The selection is not too big and the price conditions
Are usually higher than in the case of a standard loan without any additional payments. In the case of PKO BP, the Loan and Credit loan bears an interest rate higher by 0.1 pp than the standard offer. In Pekao SA, the loan with subsidies has a margin higher by 0.1-0.25 pp depending on the loan amount. At E-Money Bank, the Loan and Credit and “ordinary” loan offers are the same, but the lowest margin possible is 2.20.

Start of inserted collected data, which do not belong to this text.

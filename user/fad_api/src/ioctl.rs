//! Request codes of the control device.
//!
//! Codes use the usual ioctl layout: `nr` in bits 0..8, the type character in bits 8..16,
//! the payload size in bits 16..30 and the direction in bits 30..32.

use bitflags::bitflags;

use crate::payload::{
    Backlight, Buzzer, DigitalIo, GpsEnable, HdmiStatus, LaserActive, LaserMode, LaserStatus, Led,
    Payload, SecurityParams, StartReason, SubjBacklight, TrigPressed, WatchdogConfig,
};

/// Type character shared by every FAD request.
pub const FAD_IOC_TYPE: u8 = b'a';

const NR_SHIFT: u32 = 0;
const TYPE_SHIFT: u32 = 8;
const SIZE_SHIFT: u32 = 16;
const DIR_SHIFT: u32 = 30;
const SIZE_MASK: u32 = (1 << 14) - 1;

bitflags! {
    /// Data movement of a request, seen from the caller.
    pub struct Direction: u32 {
        /// Payload is copied from the caller into the driver.
        const WRITE = 0b01;
        /// Payload is copied from the driver back to the caller.
        const READ  = 0b10;
    }
}

/// Encode a request code.
pub const fn ioc(dir: u32, nr: u8, size: usize) -> u32 {
    (dir << DIR_SHIFT)
        | (((size as u32) & SIZE_MASK) << SIZE_SHIFT)
        | ((FAD_IOC_TYPE as u32) << TYPE_SHIFT)
        | ((nr as u32) << NR_SHIFT)
}

macro_rules! define_requests {
    ($( $(#[$doc:meta])* $name:ident = ($nr:expr, $dir:ident, $size:expr) ),+ $(,)?) => {
        /// Every request understood by the control device.
        #[derive(Debug, Clone, Copy, PartialEq, Eq)]
        pub enum Request {
            $( $(#[$doc])* $name, )+
        }

        impl Request {
            /// All requests, in code order.
            pub const ALL: &'static [Request] = &[$(Request::$name),+];

            /// Request number inside the `'a'` type space.
            pub const fn nr(self) -> u8 {
                match self { $(Request::$name => $nr,)+ }
            }

            /// Payload size in bytes, 0 for requests without payload.
            pub const fn size(self) -> usize {
                match self { $(Request::$name => $size,)+ }
            }

            /// Direction of the payload copy.
            pub const fn direction(self) -> Direction {
                match self { $(Request::$name => define_requests!(@dir $dir),)+ }
            }
        }
    };
    (@dir R) => { Direction::READ };
    (@dir W) => { Direction::WRITE };
    (@dir N) => { Direction::empty() };
}

define_requests! {
    /// Read laser power-enable and button state.
    GetLaserStatus = (1, R, LaserStatus::SIZE),
    /// Set the laser power enable.
    SetLaserStatus = (2, W, LaserStatus::SIZE),
    /// Start, stop or time a buzzer tone.
    Buzzer = (12, W, Buzzer::SIZE),
    /// Read digital I/O state.
    GetDigIoStatus = (20, R, DigitalIo::SIZE),
    /// Arm (or emulate disabling of) the hardware watchdog.
    EnableWatchdog = (22, W, WatchdogConfig::SIZE),
    /// Service the watchdog once.
    TrigWatchdog = (23, N, 0),
    GetGpsEnable = (27, R, GpsEnable::SIZE),
    SetGpsEnable = (28, W, GpsEnable::SIZE),
    GetLaserActive = (29, R, LaserActive::SIZE),
    SetLaserActive = (30, W, LaserActive::SIZE),
    /// Read HDMI hot-plug presence.
    GetHdmiStatus = (31, R, HdmiStatus::SIZE),
    GetKakaLed = (36, R, Led::SIZE),
    SetKakaLed = (37, W, Led::SIZE),
    GetKpBacklight = (40, R, Backlight::SIZE),
    SetKpBacklight = (41, W, Backlight::SIZE),
    GetKpSubjBacklight = (42, R, SubjBacklight::SIZE),
    SetKpSubjBacklight = (43, W, SubjBacklight::SIZE),
    /// Read the restart reason recorded at boot.
    GetStartReason = (46, R, StartReason::SIZE),
    /// Read the security and identity block.
    GetSecurityParams = (48, R, SecurityParams::SIZE),
    /// Post a reset event so a blocked reader returns.
    ReleaseRead = (49, N, 0),
    GetTrigPressed = (50, R, TrigPressed::SIZE),
    /// Select pointer or distance measurement.
    SetLaserMode = (51, W, LaserMode::SIZE),
}

impl Request {
    /// Full 32-bit request code.
    pub const fn code(self) -> u32 {
        ioc(self.direction().bits(), self.nr(), self.size())
    }

    /// Look up a request by its full code. Number, size and direction must all match.
    pub fn from_code(code: u32) -> Option<Request> {
        Request::ALL.iter().copied().find(|req| req.code() == code)
    }
}
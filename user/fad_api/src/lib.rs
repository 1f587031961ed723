//! User-space ABI of the FAD control device.
//!
//! Shared between the driver and applications:
//! - [ioctl]: request codes and their direction/size encoding.
//! - [payload]: the fixed-layout payload structs and their little-endian byte codec.
//! - The event tag delivered by the read channel ([FadEvent]).

#![no_std]

pub mod ioctl;
pub mod payload;

pub use ioctl::{Direction, Request};
pub use payload::*;

use num_enum::{IntoPrimitive, TryFromPrimitive};

/// Event tag delivered by a read of the control device.
#[derive(Debug, Clone, Copy, PartialEq, Eq, IntoPrimitive, TryFromPrimitive)]
#[repr(u32)]
pub enum FadEvent {
    /// Nothing pending.
    None = 0,
    /// Synthetic event used to release a blocked reader.
    Reset = 1,
    /// The laser button changed state.
    LaserChanged = 2,
    /// A digital input changed state.
    DigitalInputChanged = 3,
}

/// Reason for the last restart, as reported by the boot loader.
#[derive(Debug, Clone, Copy, PartialEq, Eq, IntoPrimitive, TryFromPrimitive)]
#[repr(u32)]
pub enum RestartReason {
    NotSet = 0,
    Coldstart = 1,
    Watchdog = 2,
}
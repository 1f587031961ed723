//! FAD: peripheral HAL driver for FLIR camera boards.
//!
//! One control device serves a fixed set of peripheral requests (laser, GPS, status LEDs,
//! keypad backlight, buzzer, digital I/O, HDMI presence, watchdog) across several board
//! families. The board is detected at attach, its capability table is built once, and every
//! later entry point goes through the [FadDevice] context:
//! - requests: [FadDevice::ioctl]
//! - events: [FadDevice::read_event], [FadDevice::poll_event], [FadDevice::handle_irq]
//! - deferred work: [FadDevice::run_deferred_work]
//! - power: [FadDevice::suspend_prepare], [FadDevice::suspend], [FadDevice::resume]
//! - attributes: [FadDevice::show_attr], [FadDevice::store_attr]
//!
//! Kernel services (GPIO, IRQ, I2C, regulators, timers, uevents) are reached only through the
//! traits in [hal].

#![no_std]

extern crate alloc;
#[cfg(test)]
extern crate std;

#[macro_use]
pub mod logging;

pub mod attrs;
pub mod board;
pub mod config;
pub mod device;
pub mod dispatch;
pub mod error;
pub mod event;
pub mod hal;
pub mod hdmi;
pub mod ioport;
pub mod power;
pub mod regulator;
pub mod watchdog;

#[cfg(test)]
mod testing;

pub use device::FadDevice;
pub use error::{FadError, FadResult};
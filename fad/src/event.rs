//! Events, interrupt entry and deferred work.
//!
//! The interrupt path only touches atomics: it stores the event tag, flips the trigger edge
//! and marks deferred work. Anything that needs I2C or sleeping runs later from
//! [FadDevice::run_deferred_work] in the worker context.

use core::sync::atomic::{AtomicBool, AtomicU8, AtomicU32, Ordering};

use bitflags::bitflags;
use fad_api::FadEvent;

use crate::{
    board::Capabilities,
    device::FadDevice,
    dispatch::UserBuffer,
    error::{FadError, FadResult},
    hal::{Cancellation, IrqLine, Notification, Trigger, WaitChannel},
};

/// Single-slot event store. A newer event replaces an unread one.
pub struct EventMailbox {
    slot: AtomicU32,
    reader: AtomicBool,
}

impl EventMailbox {
    pub const fn new() -> EventMailbox {
        EventMailbox {
            slot: AtomicU32::new(0),
            reader: AtomicBool::new(false),
        }
    }

    pub fn post(&self, event: FadEvent) {
        self.slot.store(event.into(), Ordering::Release);
    }

    pub fn pending(&self) -> bool {
        self.slot.load(Ordering::Acquire) != u32::from(FadEvent::None)
    }

    /// Take the pending event, leaving the slot empty.
    pub fn take(&self) -> FadEvent {
        let raw = self.slot.swap(FadEvent::None.into(), Ordering::AcqRel);
        FadEvent::try_from(raw).unwrap_or(FadEvent::None)
    }

    fn claim_reader(&self) -> FadResult<ReaderGuard<'_>> {
        self.reader
            .compare_exchange(false, true, Ordering::Acquire, Ordering::Relaxed)
            .map(|_| ReaderGuard(&self.reader))
            .map_err(|_| FadError::Busy)
    }
}

impl Default for EventMailbox {
    fn default() -> Self {
        EventMailbox::new()
    }
}

struct ReaderGuard<'a>(&'a AtomicBool);

impl Drop for ReaderGuard<'_> {
    fn drop(&mut self) {
        self.0.store(false, Ordering::Release);
    }
}

bitflags! {
    /// Work queued from interrupt context.
    pub struct Work: u8 {
        const LASER_UPDATE = 1 << 0;
        const HDMI_HOTPLUG = 1 << 1;
    }
}

pub(crate) struct DeferredWork {
    pending: AtomicU8,
}

impl DeferredWork {
    pub(crate) const fn new() -> DeferredWork {
        DeferredWork {
            pending: AtomicU8::new(0),
        }
    }

    /// Mark `work`. Returns true if none of it was pending before.
    fn mark(&self, work: Work) -> bool {
        let prev = Work::from_bits_truncate(self.pending.fetch_or(work.bits(), Ordering::AcqRel));
        !prev.contains(work)
    }

    fn drain(&self) -> Work {
        Work::from_bits_truncate(self.pending.swap(0, Ordering::AcqRel))
    }
}

/// Emulated both-edge triggering for one line. Starts armed on the falling edge.
pub(crate) struct EdgeTracker {
    rising: AtomicBool,
}

impl EdgeTracker {
    const fn new() -> EdgeTracker {
        EdgeTracker {
            rising: AtomicBool::new(false),
        }
    }

    /// Arm the other edge and return it.
    fn flip(&self) -> Trigger {
        if self.rising.fetch_xor(true, Ordering::AcqRel) {
            Trigger::Falling
        } else {
            Trigger::Rising
        }
    }

    pub(crate) fn armed(&self) -> Trigger {
        if self.rising.load(Ordering::Acquire) {
            Trigger::Rising
        } else {
            Trigger::Falling
        }
    }
}

pub(crate) struct EdgeTrackers {
    laser: EdgeTracker,
    digin: [EdgeTracker; 2],
    trigger: EdgeTracker,
}

impl EdgeTrackers {
    pub(crate) const fn new() -> EdgeTrackers {
        EdgeTrackers {
            laser: EdgeTracker::new(),
            digin: [EdgeTracker::new(), EdgeTracker::new()],
            trigger: EdgeTracker::new(),
        }
    }

    pub(crate) fn for_line(&self, line: IrqLine) -> Option<&EdgeTracker> {
        match line {
            IrqLine::LaserButton => Some(&self.laser),
            IrqLine::DigitalInput(n) => self.digin.get(n as usize),
            IrqLine::Trigger => Some(&self.trigger),
            IrqLine::HdmiHotplug => None,
        }
    }
}

impl FadDevice {
    /// Store `event` for the reader and wake it.
    pub fn post_event(&self, event: FadEvent) {
        self.events.post(event);
        self.platform.unpark(WaitChannel::Event);
    }

    /// True if an event is waiting. Does not consume it.
    pub fn poll_event(&self) -> bool {
        self.events.pending()
    }

    /// Block until an event arrives and take it.
    ///
    /// Only one reader may wait at a time; a second one gets `Busy`. A pending cancellation
    /// ends the wait with `Interrupted`.
    pub fn read_event(&self, cancel: &dyn Cancellation) -> FadResult<FadEvent> {
        let _reader = self.events.claim_reader()?;
        loop {
            match self.events.take() {
                FadEvent::None => {}
                event => return Ok(event),
            }
            if cancel.is_cancelled() {
                return Err(FadError::Interrupted);
            }
            self.platform.park(WaitChannel::Event);
        }
    }

    /// Device-node read: wait for an event and copy its 32-bit tag out.
    pub fn read(&self, cancel: &dyn Cancellation, out: &mut dyn UserBuffer) -> FadResult<usize> {
        let event = self.read_event(cancel)?;
        let tag = u32::from(event).to_le_bytes();
        out.copy_out(&tag).map_err(|_| FadError::CopyFault)?;
        Ok(tag.len())
    }

    /// Interrupt entry. Never blocks and never takes the device lock.
    pub fn handle_irq(&self, line: IrqLine) {
        match line {
            IrqLine::LaserButton => {
                self.post_event(FadEvent::LaserChanged);
                self.flip_edge(line);
                if self.capabilities().contains(Capabilities::SOFTWARE_LASER) {
                    self.queue_work(Work::LASER_UPDATE);
                }
            }
            IrqLine::DigitalInput(_) => {
                self.post_event(FadEvent::DigitalInputChanged);
                self.flip_edge(line);
            }
            IrqLine::Trigger => {
                self.power.trigger_poll.store(true, Ordering::Release);
                self.platform.notify(Notification::TriggerPoll);
                self.flip_edge(line);
            }
            IrqLine::HdmiHotplug => self.queue_work(Work::HDMI_HOTPLUG),
        }
    }

    fn flip_edge(&self, line: IrqLine) {
        let Some(tracker) = self.edges.for_line(line) else {
            return;
        };
        let next = tracker.flip();
        if let Err(err) = self.platform.irq_set_trigger(line, next) {
            log::warn!("could not rearm {:?} on {:?}: {:?}", line, next, err);
        }
    }

    fn queue_work(&self, work: Work) {
        if self.work.mark(work) {
            self.platform.schedule_work();
        }
    }

    /// Worker entry: run everything queued since the last call.
    pub fn run_deferred_work(&self) {
        let work = self.work.drain();
        debug_ex!(target: "fad::event", "deferred work {:?}", work);

        if work.contains(Work::LASER_UPDATE) {
            if let Err(err) = self.with_board(|board| board.update_laser_output()) {
                log::warn!("laser update failed: {}", err);
            }
        }
        if work.contains(Work::HDMI_HOTPLUG) {
            if let Some(phy) = &self.hdmi {
                if let Err(err) = phy.on_hotplug(self.platform.as_ref()) {
                    log::warn!("hdmi hotplug handling failed: {}", err);
                }
            }
        }
    }
}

However, when assessing the loan under the “Apartment for the Young” program, it is worth comparing the installment paid by the customer and the total interest cost that will have to be incurred throughout the entire loan period. Despite the higher interest rate, with differences in margins at levels of 0.1-0.25 pp, a loan with additional payments is cheaper than a loan without additional payments.
The key to answering the question
Why this happens is a lower loan amount. Due to a subsidy of 10 or 15 percent of the replacement value, the borrower must return the lower amount of capital to the bank, and thus interest is accrued on the lower amount.
Two cases were analyzed – the purchase of a flat by a childless marriage and the purchase of a home by a married couple with one child. As follows from the calculations below, in each case the “Flat for the Young” loan is a cheaper solution than the loan without any additional payments. Despite the higher interest rate, the installment paid in the Loan and Credit loan is definitely lower.
By when will Loan and Credit pay off?
The key question remains at what difference in credit margins Loan and Credit will still be profitable. For the first example, the Loan and Credit loan installment will be equal to the standard loan installment at the moment when the Loan and Credit margin will be higher by about 0.9 pp.
In the second example, the installments will be similar when the loan with additional payment will be offered with the margin higher by about 0.7 pp. Therefore at such levels of interest margins, the loan with an additional payment will cease to be profitable.